• Your instructions
In the entries below, the lines from the one with "repository f76032e5f7373f84" through the one with "for a locality." are to be copied exactly; both ends count.

════

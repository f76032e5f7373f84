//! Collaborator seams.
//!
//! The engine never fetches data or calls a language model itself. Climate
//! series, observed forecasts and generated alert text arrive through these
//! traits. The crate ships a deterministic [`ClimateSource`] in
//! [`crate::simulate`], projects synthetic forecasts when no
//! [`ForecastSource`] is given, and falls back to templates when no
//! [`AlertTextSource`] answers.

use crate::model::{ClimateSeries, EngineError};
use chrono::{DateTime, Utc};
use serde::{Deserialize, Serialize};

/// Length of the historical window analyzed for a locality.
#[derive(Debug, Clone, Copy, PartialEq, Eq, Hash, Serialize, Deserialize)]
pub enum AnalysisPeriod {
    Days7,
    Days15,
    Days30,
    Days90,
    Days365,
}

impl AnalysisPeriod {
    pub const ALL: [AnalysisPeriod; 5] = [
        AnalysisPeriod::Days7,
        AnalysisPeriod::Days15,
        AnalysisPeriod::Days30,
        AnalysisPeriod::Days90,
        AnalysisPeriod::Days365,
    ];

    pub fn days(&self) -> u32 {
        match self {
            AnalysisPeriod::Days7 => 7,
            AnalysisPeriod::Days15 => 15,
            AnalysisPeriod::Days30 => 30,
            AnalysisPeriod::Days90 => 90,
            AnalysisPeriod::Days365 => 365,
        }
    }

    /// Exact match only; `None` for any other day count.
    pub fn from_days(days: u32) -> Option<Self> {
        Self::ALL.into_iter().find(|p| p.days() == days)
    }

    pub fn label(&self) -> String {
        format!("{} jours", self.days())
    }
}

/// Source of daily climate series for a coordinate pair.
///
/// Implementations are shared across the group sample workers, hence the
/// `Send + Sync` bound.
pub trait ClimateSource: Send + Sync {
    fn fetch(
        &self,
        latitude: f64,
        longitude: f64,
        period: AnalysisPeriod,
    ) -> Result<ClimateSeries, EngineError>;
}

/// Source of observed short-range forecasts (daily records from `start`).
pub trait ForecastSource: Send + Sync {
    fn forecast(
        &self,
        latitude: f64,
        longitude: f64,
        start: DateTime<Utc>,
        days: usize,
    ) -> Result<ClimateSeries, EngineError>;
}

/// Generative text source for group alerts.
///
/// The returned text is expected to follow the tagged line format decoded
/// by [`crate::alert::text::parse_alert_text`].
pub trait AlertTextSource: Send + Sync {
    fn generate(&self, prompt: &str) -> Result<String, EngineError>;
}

════

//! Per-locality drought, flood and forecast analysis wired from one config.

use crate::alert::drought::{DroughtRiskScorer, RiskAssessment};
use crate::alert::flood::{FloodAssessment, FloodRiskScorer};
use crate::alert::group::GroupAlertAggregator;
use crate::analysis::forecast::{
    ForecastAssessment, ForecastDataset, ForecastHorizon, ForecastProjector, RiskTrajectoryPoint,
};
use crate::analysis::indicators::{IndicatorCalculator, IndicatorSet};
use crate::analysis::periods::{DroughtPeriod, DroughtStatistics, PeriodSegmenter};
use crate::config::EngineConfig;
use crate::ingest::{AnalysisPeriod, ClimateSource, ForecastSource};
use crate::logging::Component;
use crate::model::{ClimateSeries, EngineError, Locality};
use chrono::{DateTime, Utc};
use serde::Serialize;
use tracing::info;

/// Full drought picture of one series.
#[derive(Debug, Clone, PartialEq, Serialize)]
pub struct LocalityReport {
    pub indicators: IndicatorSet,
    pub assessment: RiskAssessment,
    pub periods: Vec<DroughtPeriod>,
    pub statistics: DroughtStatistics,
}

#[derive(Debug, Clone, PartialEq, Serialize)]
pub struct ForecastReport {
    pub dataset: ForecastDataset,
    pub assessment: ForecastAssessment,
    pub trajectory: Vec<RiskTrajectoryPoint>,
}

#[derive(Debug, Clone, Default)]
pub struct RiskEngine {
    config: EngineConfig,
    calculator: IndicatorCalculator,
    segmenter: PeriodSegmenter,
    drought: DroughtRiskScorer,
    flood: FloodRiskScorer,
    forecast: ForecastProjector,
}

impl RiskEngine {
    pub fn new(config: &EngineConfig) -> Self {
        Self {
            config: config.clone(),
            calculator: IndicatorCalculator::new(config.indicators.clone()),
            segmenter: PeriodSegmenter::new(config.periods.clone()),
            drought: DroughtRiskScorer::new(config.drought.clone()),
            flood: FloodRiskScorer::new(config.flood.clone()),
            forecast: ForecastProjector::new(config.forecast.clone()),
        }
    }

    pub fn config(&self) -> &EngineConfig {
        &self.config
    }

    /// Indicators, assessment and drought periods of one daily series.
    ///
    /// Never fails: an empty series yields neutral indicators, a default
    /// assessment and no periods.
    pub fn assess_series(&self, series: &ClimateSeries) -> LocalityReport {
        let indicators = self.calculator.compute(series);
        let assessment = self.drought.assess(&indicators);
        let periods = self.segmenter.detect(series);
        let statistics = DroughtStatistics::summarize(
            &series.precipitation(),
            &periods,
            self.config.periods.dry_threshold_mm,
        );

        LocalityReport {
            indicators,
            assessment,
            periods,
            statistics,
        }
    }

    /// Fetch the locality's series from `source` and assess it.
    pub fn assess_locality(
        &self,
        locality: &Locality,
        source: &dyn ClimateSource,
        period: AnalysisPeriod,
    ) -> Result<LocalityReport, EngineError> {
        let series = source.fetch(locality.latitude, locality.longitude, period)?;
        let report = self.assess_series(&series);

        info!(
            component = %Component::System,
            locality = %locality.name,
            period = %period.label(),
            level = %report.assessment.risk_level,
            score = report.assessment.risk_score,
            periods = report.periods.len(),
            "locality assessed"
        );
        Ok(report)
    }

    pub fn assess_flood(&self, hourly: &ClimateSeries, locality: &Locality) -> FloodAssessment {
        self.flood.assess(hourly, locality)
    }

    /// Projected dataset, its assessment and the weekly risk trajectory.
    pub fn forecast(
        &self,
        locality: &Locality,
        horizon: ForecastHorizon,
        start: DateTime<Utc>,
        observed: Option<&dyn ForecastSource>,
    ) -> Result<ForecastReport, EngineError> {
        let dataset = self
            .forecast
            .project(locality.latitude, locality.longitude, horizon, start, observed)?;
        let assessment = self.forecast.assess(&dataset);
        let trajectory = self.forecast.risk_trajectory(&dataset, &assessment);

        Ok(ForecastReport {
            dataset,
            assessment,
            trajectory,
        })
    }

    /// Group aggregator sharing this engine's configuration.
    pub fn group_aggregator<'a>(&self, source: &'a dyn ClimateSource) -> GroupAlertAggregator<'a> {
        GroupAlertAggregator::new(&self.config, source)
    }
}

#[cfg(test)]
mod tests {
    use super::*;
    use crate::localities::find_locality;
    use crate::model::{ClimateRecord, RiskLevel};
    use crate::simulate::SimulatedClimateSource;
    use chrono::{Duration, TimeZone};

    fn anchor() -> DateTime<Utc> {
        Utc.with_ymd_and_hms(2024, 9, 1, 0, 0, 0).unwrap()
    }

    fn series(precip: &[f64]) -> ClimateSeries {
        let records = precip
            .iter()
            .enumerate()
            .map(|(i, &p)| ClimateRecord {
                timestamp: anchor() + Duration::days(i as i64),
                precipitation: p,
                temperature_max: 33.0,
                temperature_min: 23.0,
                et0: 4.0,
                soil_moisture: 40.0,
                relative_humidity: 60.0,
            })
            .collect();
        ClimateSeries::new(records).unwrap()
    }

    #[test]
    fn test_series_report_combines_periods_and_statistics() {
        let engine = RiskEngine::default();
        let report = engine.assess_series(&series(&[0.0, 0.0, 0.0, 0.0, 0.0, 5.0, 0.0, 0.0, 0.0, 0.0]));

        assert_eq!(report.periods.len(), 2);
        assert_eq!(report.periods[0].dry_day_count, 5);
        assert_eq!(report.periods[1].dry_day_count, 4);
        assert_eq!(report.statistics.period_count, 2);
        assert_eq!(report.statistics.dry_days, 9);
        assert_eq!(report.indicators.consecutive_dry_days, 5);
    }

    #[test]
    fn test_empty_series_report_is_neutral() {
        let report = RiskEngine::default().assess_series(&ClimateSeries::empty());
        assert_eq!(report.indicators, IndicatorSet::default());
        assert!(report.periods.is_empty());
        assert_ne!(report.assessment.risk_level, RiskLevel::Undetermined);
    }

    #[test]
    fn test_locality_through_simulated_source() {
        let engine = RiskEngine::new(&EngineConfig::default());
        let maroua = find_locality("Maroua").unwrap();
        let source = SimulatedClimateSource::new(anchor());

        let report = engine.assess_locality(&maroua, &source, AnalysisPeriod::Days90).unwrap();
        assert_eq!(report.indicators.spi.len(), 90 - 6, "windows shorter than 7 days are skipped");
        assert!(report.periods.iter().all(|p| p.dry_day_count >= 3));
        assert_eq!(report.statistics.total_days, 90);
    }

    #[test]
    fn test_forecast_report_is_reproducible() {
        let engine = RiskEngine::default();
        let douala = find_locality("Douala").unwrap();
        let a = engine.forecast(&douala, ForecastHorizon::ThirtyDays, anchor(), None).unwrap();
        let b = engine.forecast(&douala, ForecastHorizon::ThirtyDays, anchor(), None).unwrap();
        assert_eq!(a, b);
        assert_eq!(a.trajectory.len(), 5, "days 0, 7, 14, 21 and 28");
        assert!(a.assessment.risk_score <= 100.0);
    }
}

════

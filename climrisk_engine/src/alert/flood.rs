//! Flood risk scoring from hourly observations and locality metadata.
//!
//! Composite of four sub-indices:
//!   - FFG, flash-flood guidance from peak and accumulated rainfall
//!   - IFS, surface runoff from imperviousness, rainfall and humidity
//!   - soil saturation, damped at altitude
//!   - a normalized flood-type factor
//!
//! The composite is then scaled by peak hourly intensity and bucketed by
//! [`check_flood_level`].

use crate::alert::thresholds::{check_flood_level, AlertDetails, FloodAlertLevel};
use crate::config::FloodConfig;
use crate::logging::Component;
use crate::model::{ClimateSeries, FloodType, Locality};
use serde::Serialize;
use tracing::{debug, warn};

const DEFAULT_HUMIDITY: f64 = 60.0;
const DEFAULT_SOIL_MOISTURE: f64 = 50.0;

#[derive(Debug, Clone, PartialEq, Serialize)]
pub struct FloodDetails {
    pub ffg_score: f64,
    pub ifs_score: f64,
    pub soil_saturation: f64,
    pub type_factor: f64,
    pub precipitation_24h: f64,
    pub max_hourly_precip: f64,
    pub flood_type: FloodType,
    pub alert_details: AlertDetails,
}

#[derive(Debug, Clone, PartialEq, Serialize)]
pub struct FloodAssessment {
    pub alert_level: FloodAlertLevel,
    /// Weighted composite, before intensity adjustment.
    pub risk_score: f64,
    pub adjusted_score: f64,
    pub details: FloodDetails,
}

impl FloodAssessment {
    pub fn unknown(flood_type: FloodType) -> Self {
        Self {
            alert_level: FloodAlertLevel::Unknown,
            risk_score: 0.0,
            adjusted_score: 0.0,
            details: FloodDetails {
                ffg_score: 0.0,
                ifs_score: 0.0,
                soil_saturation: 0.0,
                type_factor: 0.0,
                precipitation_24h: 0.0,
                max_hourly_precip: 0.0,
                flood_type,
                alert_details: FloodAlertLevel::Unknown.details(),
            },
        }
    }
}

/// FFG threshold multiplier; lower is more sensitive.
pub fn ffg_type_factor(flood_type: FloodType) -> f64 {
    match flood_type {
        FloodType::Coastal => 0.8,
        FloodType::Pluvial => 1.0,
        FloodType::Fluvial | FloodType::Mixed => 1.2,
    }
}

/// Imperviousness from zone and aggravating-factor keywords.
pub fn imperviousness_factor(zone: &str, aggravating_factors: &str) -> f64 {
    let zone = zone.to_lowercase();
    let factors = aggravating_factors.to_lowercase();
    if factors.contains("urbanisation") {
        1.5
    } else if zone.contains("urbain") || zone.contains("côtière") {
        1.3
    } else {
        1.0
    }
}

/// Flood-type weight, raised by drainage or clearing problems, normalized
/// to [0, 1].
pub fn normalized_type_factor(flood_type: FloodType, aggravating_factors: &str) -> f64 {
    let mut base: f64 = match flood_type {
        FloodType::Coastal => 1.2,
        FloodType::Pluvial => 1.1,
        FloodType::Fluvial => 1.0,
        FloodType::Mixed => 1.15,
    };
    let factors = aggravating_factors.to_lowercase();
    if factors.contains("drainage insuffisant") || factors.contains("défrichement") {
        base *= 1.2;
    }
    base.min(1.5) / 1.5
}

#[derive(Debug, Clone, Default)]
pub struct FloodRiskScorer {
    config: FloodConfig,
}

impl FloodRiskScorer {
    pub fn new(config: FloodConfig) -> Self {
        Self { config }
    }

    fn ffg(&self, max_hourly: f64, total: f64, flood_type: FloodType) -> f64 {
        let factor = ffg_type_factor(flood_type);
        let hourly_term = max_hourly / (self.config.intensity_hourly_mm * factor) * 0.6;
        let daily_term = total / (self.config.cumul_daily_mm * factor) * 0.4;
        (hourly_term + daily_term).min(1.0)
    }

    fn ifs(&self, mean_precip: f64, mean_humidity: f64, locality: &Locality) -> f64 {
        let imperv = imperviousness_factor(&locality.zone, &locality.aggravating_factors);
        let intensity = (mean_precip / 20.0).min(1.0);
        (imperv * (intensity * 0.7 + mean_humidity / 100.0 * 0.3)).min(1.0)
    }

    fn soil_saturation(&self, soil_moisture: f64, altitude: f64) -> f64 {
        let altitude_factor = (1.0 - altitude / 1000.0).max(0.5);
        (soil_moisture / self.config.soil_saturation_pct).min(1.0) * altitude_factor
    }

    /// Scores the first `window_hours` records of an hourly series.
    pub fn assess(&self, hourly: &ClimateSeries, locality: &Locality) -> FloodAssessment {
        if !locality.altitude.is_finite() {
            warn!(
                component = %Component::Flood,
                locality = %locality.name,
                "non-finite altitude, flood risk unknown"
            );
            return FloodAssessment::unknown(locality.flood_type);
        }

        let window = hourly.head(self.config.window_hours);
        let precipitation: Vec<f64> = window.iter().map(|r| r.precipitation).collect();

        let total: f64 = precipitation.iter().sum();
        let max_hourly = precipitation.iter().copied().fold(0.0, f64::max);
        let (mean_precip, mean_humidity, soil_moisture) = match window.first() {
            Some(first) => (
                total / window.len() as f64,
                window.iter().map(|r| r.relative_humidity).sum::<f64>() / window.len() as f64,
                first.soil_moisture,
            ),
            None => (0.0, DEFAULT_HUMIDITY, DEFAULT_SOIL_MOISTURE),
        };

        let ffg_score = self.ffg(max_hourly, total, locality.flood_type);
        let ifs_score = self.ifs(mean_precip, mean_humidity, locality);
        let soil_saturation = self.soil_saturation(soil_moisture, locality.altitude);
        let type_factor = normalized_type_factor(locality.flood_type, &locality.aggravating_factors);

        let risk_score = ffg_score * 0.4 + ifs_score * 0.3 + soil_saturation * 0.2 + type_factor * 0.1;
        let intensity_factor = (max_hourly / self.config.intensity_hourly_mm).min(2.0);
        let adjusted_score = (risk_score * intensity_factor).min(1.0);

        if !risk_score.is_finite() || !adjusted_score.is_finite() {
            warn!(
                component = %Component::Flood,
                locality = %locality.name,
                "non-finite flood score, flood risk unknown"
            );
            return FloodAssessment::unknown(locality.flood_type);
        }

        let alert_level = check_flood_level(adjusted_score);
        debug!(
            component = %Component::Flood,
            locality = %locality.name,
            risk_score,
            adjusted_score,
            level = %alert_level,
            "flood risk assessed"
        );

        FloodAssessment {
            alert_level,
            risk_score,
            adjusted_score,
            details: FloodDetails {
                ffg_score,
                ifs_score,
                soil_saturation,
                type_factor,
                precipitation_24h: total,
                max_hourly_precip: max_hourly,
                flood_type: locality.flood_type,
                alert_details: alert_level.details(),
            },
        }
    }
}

════

• Answer box
repository f76032e5f7373f84
//! Collaborator seams.
//!
//! The engine never fetches data or calls a language model itself. Climate
//! series, observed forecasts and generated alert text arrive through these
//! traits. The crate ships a deterministic [`ClimateSource`] in
//! [`crate::simulate`], projects synthetic forecasts when no
//! [`ForecastSource`] is given, and falls back to templates when no
//! [`AlertTextSource`] answers.

use crate::model::{ClimateSeries, EngineError};
use chrono::{DateTime, Utc};
use serde::{Deserialize, Serialize};

/// Length of the historical window analyzed for a locality.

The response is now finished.